Fintech

After breakup with Visa, Plaid could be eyeing public markets

The fintech is more likely to go public via a SPAC, direct listing or traditional IPO

After Visa’s attempt to acquire Plaid for $5.3 billion fell apart nearly one year after the deal was first announced, industry observers are betting that the startup will nix getting acquired by another company. Instead, Plaid is more likely to go public via a traditional initial public offering, a special purpose acquisition vehicle (SPAC), or a direct listing, according to several fintech bankers and venture capitalists who spoke anonymously to Barron’s

Indeed, after the companies announced on Tuesday that they had terminated their agreement, many of us concluded that the news was actually not necessarily bad for Plaid. In the year since the acquisition was first announced, the fintech space has exploded and the $5.3 billion price tag now seems to undervalue the company.

Pinar Ozcan, a Professor of Entrepreneurship and Innovation at Oxford Said Business School, agrees that the logical next step for Plaid could very well be a move toward the public markets. She also believes that the events of the past year have had a major influence on Plaid’s value in the fintech world.

She and the team at the Oxford Future of Finance and Technology Initiative have been researching fintech strategy and open banking “for a while now,” Ozcan shared her view, based on research conducted with Dize Dinckol, with FinLedger.

“Plaid had significant growth during the economic downturn of the coronavirus crisis, demonstrating the increasing demand to digital ‘financial wellness’ products, especially in times of crisis,” she wrote via email. “This illustrates how global challenges (i.e., the coronavirus pandemic) and an accelerated move towards digitalization put fintechs (especially savings and investment fintechs) at an advantageous position in terms of fast growth.”

Fintechs powered by Plaid’s platform (such as Robinhood, Venmo, and SoFi) gained significant traction during the pandemic as people prioritized saving money in the face of an economic shock. This strengthened Plaid’s central position in the market, noted Ozcan. 

“This might now mean that fintechs have a higher chance to grow as independent companies and start really competing against the giants of the industry, especially in a future where open banking takes hold,” she wrote.

So while the collapsed deal might have some negative effects on venture capitalists planning to exit via a profitable acquisition, it might also make Plaid (and other fintechs that achieved high growth like Plaid) an attractive target for growth equity investors, IPO bankers and SPAC sponsors, Ozcan argues.

“The fact that Plaid attracted the interest of an industry giant, Visa, is in itself an indicator of the competitive and innovative potential such fintechs create via solutions benefiting the society,” she told FinLedger. “Furthermore, the reactions from regulators to the acquisition news show that how they, as key decision-makers in the market, perceive fintechs as strategic actors ensuring innovation and competition in a traditional, stagnant market. It also hints that open banking will likely be the future of the industry.”

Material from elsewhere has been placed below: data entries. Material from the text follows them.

use assert_cmd::Command;
use predicates::prelude::*;
use serde_json::{json, Value};
use std::fs;
use std::path::Path;
use tempfile::tempdir;

fn write_payload(dir: &Path, load: f64) -> std::path::PathBuf {
    let payload = json!({
        "load": load,
        "fuels": {
            "gas(euro/MWh)": 13.4,
            "kerosine(euro/MWh)": 50.8,
            "co2(euro/ton)": 20,
            "wind(%)": 60
        },
        "powerplants": [
            { "name": "gasfiredbig1", "type": "gasfired", "efficiency": 0.53,
              "pmin": 100, "pmax": 460 },
            { "name": "gasfiredbig2", "type": "gasfired", "efficiency": 0.53,
              "pmin": 100, "pmax": 460 },
            { "name": "gasfiredsomewhatsmaller", "type": "gasfired", "efficiency": 0.37,
              "pmin": 40, "pmax": 210 },
            { "name": "tj1", "type": "turbojet", "efficiency": 0.3,
              "pmin": 0, "pmax": 16 },
            { "name": "windpark1", "type": "windturbine", "efficiency": 1,
              "pmin": 0, "pmax": 150 },
            { "name": "windpark2", "type": "windturbine", "efficiency": 1,
              "pmin": 0, "pmax": 36 }
        ]
    });
    let path = dir.join("payload.json");
    fs::write(&path, serde_json::to_string_pretty(&payload).unwrap()).unwrap();
    path
}

#[test]
fn plan_writes_json_to_stdout() {
    let tmp = tempdir().unwrap();
    let payload = write_payload(tmp.path(), 480.0);

    let mut cmd = Command::cargo_bin("mop-cli").unwrap();
    let assert = cmd
        .args(["plan", payload.to_str().unwrap()])
        .assert()
        .success()
        .stdout(predicate::str::contains("windpark1"));

    let stdout = String::from_utf8(assert.get_output().stdout.clone()).unwrap();
    let plan: Vec<Value> = serde_json::from_str(&stdout).expect("stdout is valid JSON");

    assert_eq!(plan.len(), 6);
    // request order preserved
    assert_eq!(plan[0]["name"], "gasfiredbig1");
    assert_eq!(plan[4]["name"], "windpark1");
    assert_eq!(plan[4]["p"], 90.0);
    assert_eq!(plan[5]["p"], 21.6);
    assert_eq!(plan[0]["p"], 368.4);

    let total: f64 = plan.iter().map(|e| e["p"].as_f64().unwrap()).sum();
    assert!((total - 480.0).abs() <= 0.1);
}

#[test]
fn plan_writes_to_output_file() {
    let tmp = tempdir().unwrap();
    let payload = write_payload(tmp.path(), 480.0);
    let out = tmp.path().join("plan.json");

    let mut cmd = Command::cargo_bin("mop-cli").unwrap();
    cmd.args([
        "plan",
        payload.to_str().unwrap(),
        "-o",
        out.to_str().unwrap(),
    ])
    .assert()
    .success();

    let written = fs::read_to_string(&out).unwrap();
    assert!(written.contains("gasfiredbig1"));
}

#[test]
fn infeasible_load_fails_with_message() {
    let tmp = tempdir().unwrap();
    let payload = write_payload(tmp.path(), 5000.0);

    let mut cmd = Command::cargo_bin("mop-cli").unwrap();
    cmd.args(["plan", payload.to_str().unwrap()])
        .assert()
        .failure()
        .stderr(predicate::str::contains("infeasible"));
}

#[test]
fn invalid_payload_fails_with_message() {
    let tmp = tempdir().unwrap();
    let path = tmp.path().join("payload.json");
    fs::write(&path, "{ not json").unwrap();

    let mut cmd = Command::cargo_bin("mop-cli").unwrap();
    cmd.args(["plan", path.to_str().unwrap()])
        .assert()
        .failure()
        .stderr(predicate::str::contains("Parse error"));
}

#[test]
fn completions_generate() {
    let mut cmd = Command::cargo_bin("mop-cli").unwrap();
    cmd.args(["completions", "bash"])
        .assert()
        .success()
        .stdout(predicate::str::contains("mop-cli"));
}
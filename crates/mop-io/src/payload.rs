//! Production-plan payload format
//!
//! The request schema uses unit-annotated fuel keys (`gas(euro/MWh)`,
//! `wind(%)`, ...) and lowercase plant type tags (`gasfired`, `turbojet`,
//! `windturbine`). The response is an array of `{name, p}` objects in
//! request order.

use std::collections::HashSet;
use std::fs;
use std::path::Path;

use serde::{Deserialize, Serialize};

use mop_core::{
    EurosPerMegawattHour, Fuels, Megawatts, MopError, MopResult, Plant, PlantId, PlantKind,
};

/// Top-level production-plan request
#[derive(Debug, Clone, Deserialize)]
pub struct PlanRequest {
    /// Target total output (MW)
    pub load: f64,
    /// Fuel and market context
    pub fuels: FuelPrices,
    /// The fleet, in caller order
    pub powerplants: Vec<PlantSpec>,
}

/// Fuel prices and wind forecast, with the wire format's annotated keys
#[derive(Debug, Clone, Deserialize)]
pub struct FuelPrices {
    #[serde(rename = "gas(euro/MWh)")]
    pub gas_euro_mwh: f64,
    #[serde(rename = "kerosine(euro/MWh)")]
    pub kerosine_euro_mwh: f64,
    #[serde(rename = "co2(euro/ton)")]
    pub co2_euro_ton: f64,
    #[serde(rename = "wind(%)")]
    pub wind_percent: f64,
}

/// One plant entry of the request
#[derive(Debug, Clone, Deserialize)]
pub struct PlantSpec {
    pub name: String,
    #[serde(rename = "type")]
    pub kind: PlantTypeTag,
    pub efficiency: f64,
    pub pmin: f64,
    pub pmax: f64,
}

/// Wire tag for the plant technology
#[derive(Debug, Clone, Copy, PartialEq, Eq, Deserialize, Serialize)]
#[serde(rename_all = "lowercase")]
pub enum PlantTypeTag {
    Gasfired,
    Turbojet,
    Windturbine,
}

impl From<PlantTypeTag> for PlantKind {
    fn from(tag: PlantTypeTag) -> Self {
        match tag {
            PlantTypeTag::Gasfired => PlantKind::Gas,
            PlantTypeTag::Turbojet => PlantKind::Turbojet,
            PlantTypeTag::Windturbine => PlantKind::Wind,
        }
    }
}

/// One entry of the response: power produced by a plant
#[derive(Debug, Clone, PartialEq, Serialize, Deserialize)]
pub struct PlantProduction {
    pub name: String,
    pub p: f64,
}

/// Read and deserialize a plan request from a JSON file
pub fn load_plan_request(path: &Path) -> MopResult<PlanRequest> {
    let raw = fs::read_to_string(path)?;
    serde_json::from_str(&raw)
        .map_err(|e| MopError::Parse(format!("{}: {e}", path.display())))
}

impl PlanRequest {
    /// Validate the payload and convert it into the core fleet model.
    ///
    /// Enforces the boundary contract the solver relies on: a non-empty
    /// fleet with unique names, finite numbers, `0 <= pmin <= pmax`,
    /// efficiency in (0, 1] for fueled plants, wind percent in [0, 100],
    /// non-negative load.
    pub fn into_model(self) -> MopResult<(Vec<Plant>, Fuels, Megawatts)> {
        if self.powerplants.is_empty() {
            return Err(MopError::Validation(
                "payload contains no power plants".to_string(),
            ));
        }
        if !self.load.is_finite() || self.load < 0.0 {
            return Err(MopError::Validation(format!(
                "load must be finite and non-negative, got {}",
                self.load
            )));
        }
        for (key, value) in [
            ("gas(euro/MWh)", self.fuels.gas_euro_mwh),
            ("kerosine(euro/MWh)", self.fuels.kerosine_euro_mwh),
            ("co2(euro/ton)", self.fuels.co2_euro_ton),
        ] {
            if !value.is_finite() {
                return Err(MopError::Validation(format!(
                    "fuel price '{key}' must be finite, got {value}"
                )));
            }
        }
        if !self.fuels.wind_percent.is_finite()
            || !(0.0..=100.0).contains(&self.fuels.wind_percent)
        {
            return Err(MopError::Validation(format!(
                "wind(%) must be within [0, 100], got {}",
                self.fuels.wind_percent
            )));
        }

        let mut seen = HashSet::new();
        let mut fleet = Vec::with_capacity(self.powerplants.len());
        for (index, spec) in self.powerplants.into_iter().enumerate() {
            if !seen.insert(spec.name.clone()) {
                return Err(MopError::Validation(format!(
                    "duplicate plant name '{}'",
                    spec.name
                )));
            }
            if !spec.pmin.is_finite() || !spec.pmax.is_finite() || spec.pmin < 0.0 {
                return Err(MopError::Validation(format!(
                    "plant '{}': pmin/pmax must be finite and non-negative",
                    spec.name
                )));
            }
            if spec.pmax < spec.pmin {
                return Err(MopError::Validation(format!(
                    "plant '{}': pmax {} below pmin {}",
                    spec.name, spec.pmax, spec.pmin
                )));
            }
            let kind = PlantKind::from(spec.kind);
            if kind.is_fueled()
                && (!spec.efficiency.is_finite()
                    || spec.efficiency <= 0.0
                    || spec.efficiency > 1.0)
            {
                return Err(MopError::Validation(format!(
                    "plant '{}': efficiency must be within (0, 1], got {}",
                    spec.name, spec.efficiency
                )));
            }

            fleet.push(
                Plant::new(PlantId::new(index), spec.name, kind)
                    .with_p_limits(spec.pmin, spec.pmax)
                    .with_efficiency(spec.efficiency),
            );
        }

        let fuels = Fuels {
            gas_price: EurosPerMegawattHour(self.fuels.gas_euro_mwh),
            kerosine_price: EurosPerMegawattHour(self.fuels.kerosine_euro_mwh),
            co2_price_euro_ton: self.fuels.co2_euro_ton,
            wind_percent: self.fuels.wind_percent,
        };

        Ok((fleet, fuels, Megawatts(self.load)))
    }
}
//! # mop-algo: Merit-Order Dispatch Algorithms
//!
//! This crate computes a production plan for a fleet of generation plants:
//! which plants run, and at what output, to meet a target load at minimum
//! total cost.
//!
//! ## Solution method
//!
//! The [`DispatchSolver`] runs three ordered stages:
//!
//! | Stage | Role |
//! |-------|------|
//! | Cost ranking | €/MWh and effective capacity per plant |
//! | Merit-order walk | greedy allocation, cheapest first |
//! | Feasibility repair | undo pmin-forced overproduction |
//!
//! The result preserves request order and is rounded to 0.1 MW.
//!
//! ## Example
//!
//! ```ignore
//! use mop_algo::DispatchSolver;
//!
//! let solution = DispatchSolver::new().solve(&fleet, &fuels, load)?;
//! println!("Cost: {:.2} €/h", solution.objective_value);
//! for a in &solution.assignments {
//!     println!("{}: {:.1} MW", a.name, a.p_mw);
//! }
//! ```

pub mod dispatch;

pub use dispatch::{DispatchError, DispatchSolution, DispatchSolver, PlantAssignment};
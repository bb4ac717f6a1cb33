//! Merit-order greedy allocation
//!
//! Walks the fleet cheapest-first, assigning each plant as much of the
//! remaining load as it can carry. A plant whose pmin exceeds the remaining
//! need is still forced to pmin, leaving an overproduction residual for the
//! repair stage.

use std::cmp::Ordering;

use super::cost::RankedPlant;

/// Merit order: request indices sorted by cost ascending.
///
/// The sort is stable, so plants with equal cost keep their request order.
/// That is the documented tie-break and the only source of determinism
/// needed.
pub(crate) fn order(ranked: &[RankedPlant]) -> Vec<usize> {
    let mut order: Vec<usize> = ranked.iter().map(|p| p.index).collect();
    order.sort_by(|&a, &b| {
        ranked[a]
            .cost
            .partial_cmp(&ranked[b].cost)
            .unwrap_or(Ordering::Equal)
    });
    order
}

/// Greedy walk over the merit order.
///
/// Returns the tentative per-plant assignment (indexed by request position)
/// and the remaining load after the walk. A negative remainder is the
/// overproduction caused by forced-pmin activation; a positive remainder
/// means the fleet cannot meet the load.
pub(crate) fn allocate(ranked: &[RankedPlant], order: &[usize], load_mw: f64) -> (Vec<f64>, f64) {
    let mut assigned = vec![0.0; ranked.len()];
    let mut remaining = load_mw;

    for &idx in order {
        if remaining <= 0.0 {
            // load already covered, the rest of the fleet stays off
            continue;
        }
        let plant = &ranked[idx];
        if plant.effective_pmax <= 0.0 {
            continue;
        }

        // Forced to at least pmin once activated, capped at what the plant
        // can physically deliver this period. When effective_pmax < pmin the
        // plant emits its effective_pmax as a best effort.
        let tentative = plant.effective_pmax.min(remaining.max(plant.pmin));
        assigned[idx] = tentative;
        remaining -= tentative;
    }

    (assigned, remaining)
}

#[cfg(test)]
mod tests {
    use super::*;

    fn ranked(specs: &[(f64, f64, f64)]) -> Vec<RankedPlant> {
        specs
            .iter()
            .enumerate()
            .map(|(index, &(cost, effective_pmax, pmin))| RankedPlant {
                index,
                cost,
                effective_pmax,
                pmin,
            })
            .collect()
    }

    #[test]
    fn test_order_is_cost_ascending() {
        let plants = ranked(&[(38.0, 200.0, 0.0), (0.0, 90.0, 0.0), (169.3, 16.0, 0.0)]);
        assert_eq!(order(&plants), vec![1, 0, 2]);
    }

    #[test]
    fn test_equal_cost_keeps_request_order() {
        let plants = ranked(&[(38.0, 100.0, 0.0), (0.0, 50.0, 0.0), (38.0, 100.0, 0.0)]);
        assert_eq!(order(&plants), vec![1, 0, 2]);
    }

    #[test]
    fn test_allocate_fills_cheapest_first() {
        let plants = ranked(&[(38.0, 200.0, 0.0), (0.0, 90.0, 0.0)]);
        let ord = order(&plants);
        let (assigned, remaining) = allocate(&plants, &ord, 150.0);

        assert_eq!(assigned, vec![60.0, 90.0]);
        assert_eq!(remaining, 0.0);
    }

    #[test]
    fn test_allocate_forces_pmin() {
        // remaining need (30) below the gas plant's pmin (100)
        let plants = ranked(&[(0.0, 70.0, 0.0), (38.0, 200.0, 100.0)]);
        let ord = order(&plants);
        let (assigned, remaining) = allocate(&plants, &ord, 100.0);

        assert_eq!(assigned, vec![70.0, 100.0]);
        assert_eq!(remaining, -70.0);
    }

    #[test]
    fn test_allocate_best_effort_below_pmin() {
        // effective capacity below pmin: emit the capacity, not pmin
        let plants = ranked(&[(0.0, 15.0, 20.0), (38.0, 200.0, 0.0)]);
        let ord = order(&plants);
        let (assigned, remaining) = allocate(&plants, &ord, 100.0);

        assert_eq!(assigned, vec![15.0, 85.0]);
        assert_eq!(remaining, 0.0);
    }

    #[test]
    fn test_allocate_reports_unserved_load() {
        let plants = ranked(&[(38.0, 50.0, 0.0), (0.0, 30.0, 0.0)]);
        let ord = order(&plants);
        let (_, remaining) = allocate(&plants, &ord, 100.0);

        assert!((remaining - 20.0).abs() < 1e-9);
    }

    #[test]
    fn test_allocate_zero_load_activates_nothing() {
        let plants = ranked(&[(0.0, 90.0, 0.0), (38.0, 200.0, 100.0)]);
        let ord = order(&plants);
        let (assigned, remaining) = allocate(&plants, &ord, 0.0);

        assert_eq!(assigned, vec![0.0, 0.0]);
        assert_eq!(remaining, 0.0);
    }
}
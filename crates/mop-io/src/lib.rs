//! # mop-io: Payload Import/Export
//!
//! Translates between the external JSON payload format and the core fleet
//! model. The payload format is the wire schema of the surrounding
//! production-plan service: a load, a fuel/market context with
//! unit-annotated keys, and a list of power plants.
//!
//! All range validation of caller-supplied numbers happens here, at the
//! boundary; the solver downstream assumes validated input.

pub mod payload;

pub use payload::{
    load_plan_request, FuelPrices, PlanRequest, PlantProduction, PlantSpec, PlantTypeTag,
};
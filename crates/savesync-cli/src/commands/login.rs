use anyhow::{Result, bail};
use std::path::Path;

use savesync_storage::ProviderState;

use crate::context;

pub async fn run(base_dir: &Path, provider: &str) -> Result<()> {
    let orchestrator = context::build(base_dir, true)?;
    let status = orchestrator.login(provider).await?;

    let ready = orchestrator
        .slot(provider)
        .is_some_and(|s| s.storage().state() == ProviderState::Ready);
    orchestrator.dispose().await;

    if !ready {
        bail!(
            "{}: {}",
            status.status.unwrap_or_default(),
            status.detail.unwrap_or_default()
        );
    }
    println!("{provider}: {}", status.status.unwrap_or_default());
    Ok(())
}
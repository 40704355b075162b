//! Services the engine consumes from the surrounding shell: dialogs, the
//! clipboard and the system browser.

use std::sync::Arc;

use async_trait::async_trait;
use savesync_storage::auth::AuthPrompt;

/// Buttons shown by a message dialog.
#[derive(Debug, Clone, Copy, PartialEq, Eq)]
pub enum ButtonTypes {
    Ok,
    OkCancel,
    YesNoCancel,
    YesNo,
}

#[derive(Debug, Clone, Copy, PartialEq, Eq)]
pub enum IconType {
    Information,
    Warning,
    Error,
}

/// Button the user answered a dialog with.
#[derive(Debug, Clone, Copy, PartialEq, Eq)]
pub enum DialogResult {
    Ok,
    Cancel,
    Yes,
    No,
    Abort,
}

#[async_trait]
pub trait MessageBox: Send + Sync {
    async fn show(
        &self,
        message: &str,
        title: &str,
        buttons: ButtonTypes,
        icon: IconType,
    ) -> DialogResult;
}

#[async_trait]
pub trait Clipboard: Send + Sync {
    async fn get_text(&self) -> anyhow::Result<String>;
    async fn set_text(&self, text: &str) -> anyhow::Result<()>;
}

/// Opens a URL in the user's browser.
pub trait UrlOpener: Send + Sync {
    fn open(&self, url: &str) -> anyhow::Result<()>;
}

/// Authorization prompt driven by the dialog, clipboard and browser services.
///
/// Backends that display the code to the user expect it to be copied to the
/// clipboard before the dialog is closed.
pub struct ClipboardAuthPrompt {
    messages: Arc<dyn MessageBox>,
    clipboard: Arc<dyn Clipboard>,
    opener: Arc<dyn UrlOpener>,
}

impl ClipboardAuthPrompt {
    pub fn new(
        messages: Arc<dyn MessageBox>,
        clipboard: Arc<dyn Clipboard>,
        opener: Arc<dyn UrlOpener>,
    ) -> Self {
        Self {
            messages,
            clipboard,
            opener,
        }
    }
}

#[async_trait]
impl AuthPrompt for ClipboardAuthPrompt {
    async fn open_authorization_page(&self, provider: &str, url: &str) -> anyhow::Result<()> {
        let answer = self
            .messages
            .show(
                &format!(
                    "After you click OK, a web page asking you to allow SaveSync to access {provider} will open."
                ),
                "Authorization",
                ButtonTypes::OkCancel,
                IconType::Information,
            )
            .await;
        if answer != DialogResult::Ok {
            anyhow::bail!("authorization cancelled by the user");
        }

        if let Err(e) = self.opener.open(url) {
            tracing::warn!(provider, error = %e, "Cannot open browser");
            self.messages
                .show(
                    &format!("Open this address in your browser to continue:\n\n{url}"),
                    "Authorization",
                    ButtonTypes::Ok,
                    IconType::Warning,
                )
                .await;
        }
        Ok(())
    }

    async fn request_code(&self, provider: &str) -> anyhow::Result<String> {
        let answer = self
            .messages
            .show(
                &format!(
                    "Once {provider} shows the authorization code, copy it to the clipboard and then close this dialog with OK."
                ),
                "Authorization",
                ButtonTypes::OkCancel,
                IconType::Information,
            )
            .await;
        if answer != DialogResult::Ok {
            anyhow::bail!("authorization cancelled by the user");
        }

        let code = self.clipboard.get_text().await?;
        let code = code.trim();
        if code.is_empty() {
            anyhow::bail!("the clipboard does not contain an authorization code");
        }
        Ok(code.to_string())
    }

    async fn notify(&self, provider: &str, message: &str) {
        self.messages
            .show(message, provider, ButtonTypes::Ok, IconType::Information)
            .await;
    }
}
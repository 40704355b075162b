use std::path::{Path, PathBuf};

/// Every on-disk location the application uses, resolved once at startup and
/// handed to the components that need it.
#[derive(Debug, Clone)]
pub struct AppPaths {
    pub base_dir: PathBuf,
    pub config_file: PathBuf,
    /// One `<provider-id>.config` credential file per backend.
    pub storage_config_dir: PathBuf,
    /// Root of the local backup history; one subfolder per save directory.
    pub backups_root: PathBuf,
    /// Per-user secret protecting stored credentials.
    pub user_key_file: PathBuf,
}

impl AppPaths {
    pub fn new(base_dir: &Path) -> Self {
        Self {
            base_dir: base_dir.to_path_buf(),
            config_file: base_dir.join("savesync.toml"),
            storage_config_dir: base_dir.join("storageconfig"),
            backups_root: base_dir.join("backups"),
            user_key_file: base_dir.join("user.key"),
        }
    }

    /// `backups/<last component of the save path>`
    pub fn backups_dir_for(&self, save_path: &Path) -> PathBuf {
        match save_path.file_name() {
            Some(name) => self.backups_root.join(name),
            None => self.backups_root.join("save"),
        }
    }
}

/// Expand `%VAR%`, `${VAR}`, `$VAR` and a leading `~` from the process
/// environment. Unknown variables are left untouched.
pub fn expand_env_vars(input: &str) -> String {
    expand_with(input, |name| {
        std::env::var(name).ok().or_else(|| {
            if name == "HOME" {
                dirs::home_dir().map(|h| h.display().to_string())
            } else {
                None
            }
        })
    })
}

/// Same as [`expand_env_vars`] with an explicit variable lookup.
pub fn expand_with<F>(input: &str, lookup: F) -> String
where
    F: Fn(&str) -> Option<String>,
{
    let unix = shellexpand::full_with_context_no_errors(input, || lookup("HOME"), |name| lookup(name));
    expand_percent(&unix, &lookup)
}

/// Windows-style `%VAR%` references, which shellexpand does not know.
fn expand_percent<F>(input: &str, lookup: &F) -> String
where
    F: Fn(&str) -> Option<String>,
{
    let mut out = String::with_capacity(input.len());
    let mut rest = input;
    while let Some(start) = rest.find('%') {
        let after = &rest[start + 1..];
        let Some(end) = after.find('%') else {
            break;
        };
        let name = &after[..end];
        match lookup(name).filter(|_| is_var_name(name)) {
            Some(value) => {
                out.push_str(&rest[..start]);
                out.push_str(&value);
                rest = &after[end + 1..];
            }
            None => {
                out.push_str(&rest[..=start]);
                rest = after;
            }
        }
    }
    out.push_str(rest);
    out
}

fn is_var_name(name: &str) -> bool {
    !name.is_empty()
        && name
            .chars()
            .all(|c| c.is_ascii_alphanumeric() || c == '_' || c == '(' || c == ')')
}

#[cfg(test)]
mod tests {
    use super::*;

    fn env(name: &str) -> Option<String> {
        match name {
            "APPDATA" => Some("C:/Users/me/AppData/Roaming".into()),
            "HOME" => Some("/home/me".into()),
            "GAME_DIR" => Some("games".into()),
            _ => None,
        }
    }

    #[test]
    fn expands_windows_style() {
        assert_eq!(
            expand_with("%APPDATA%/DarkSoulsIII", env),
            "C:/Users/me/AppData/Roaming/DarkSoulsIII"
        );
    }

    #[test]
    fn expands_unix_styles() {
        assert_eq!(expand_with("$HOME/.steam", env), "/home/me/.steam");
        assert_eq!(expand_with("${HOME}/x/$GAME_DIR", env), "/home/me/x/games");
        assert_eq!(expand_with("~/saves", env), "/home/me/saves");
    }

    #[test]
    fn unknown_variables_stay() {
        assert_eq!(expand_with("%NOPE%/a", env), "%NOPE%/a");
        assert_eq!(expand_with("$NOPE/a", env), "$NOPE/a");
        assert_eq!(expand_with("100% sure", env), "100% sure");
        assert_eq!(expand_with("a~b", env), "a~b");
        assert_eq!(expand_with("50%%GAME_DIR%", env), "50%games");
    }

    #[test]
    fn mixed_styles_in_one_path() {
        assert_eq!(
            expand_with("~/%GAME_DIR%/${GAME_DIR}", env),
            "/home/me/games/games"
        );
    }

    #[test]
    fn backups_dir_uses_last_component() {
        let paths = AppPaths::new(Path::new("/base"));
        assert_eq!(
            paths.backups_dir_for(Path::new("/home/me/DarkSoulsIII")),
            PathBuf::from("/base/backups/DarkSoulsIII")
        );
        assert_eq!(paths.config_file, PathBuf::from("/base/savesync.toml"));
    }
}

It’s now clear that Visa wanted to buy Plaid because it was an emerging competitor and threat to Visa’s business with its debit card plans. Hence, the DOJ lawsuit.

Ozcan points out that “Plaid has been a successful, innovative start-up that provides an interconnectivity and communication platform across different financial institutions – incumbent or start-up. It is also an enabler of open banking in the US via its platform and APIs, and it has become a leading data aggregator in the US. Thus, Plaid’s connections across financial institutions has the potential to challenge the monopolistic position of Visa and its payments network.”

Yep.

On top of that, given the high number of transactions facilitated by the Plaid platform, the company has access to and collects a significant amount and variety of financial data. These data and data-driven capabilities allow for new ways to identify customer needs and build appropriate, customized solutions to these needs emerging from customer data, Ozcan points out.

“Even though the network (and so, the data access potential) of Visa is larger than that of Plaid’s; the capability of extracting insights from data is where fintechs like Plaid are a lot more superior,” she wrote. “Therefore, with this acquisition, Visa would be able to both eliminate an emerging threat and complement its existing services with data-centric solutions.”

For its part, Plaid declined to comment on speculation that it’s eyeing the public markets.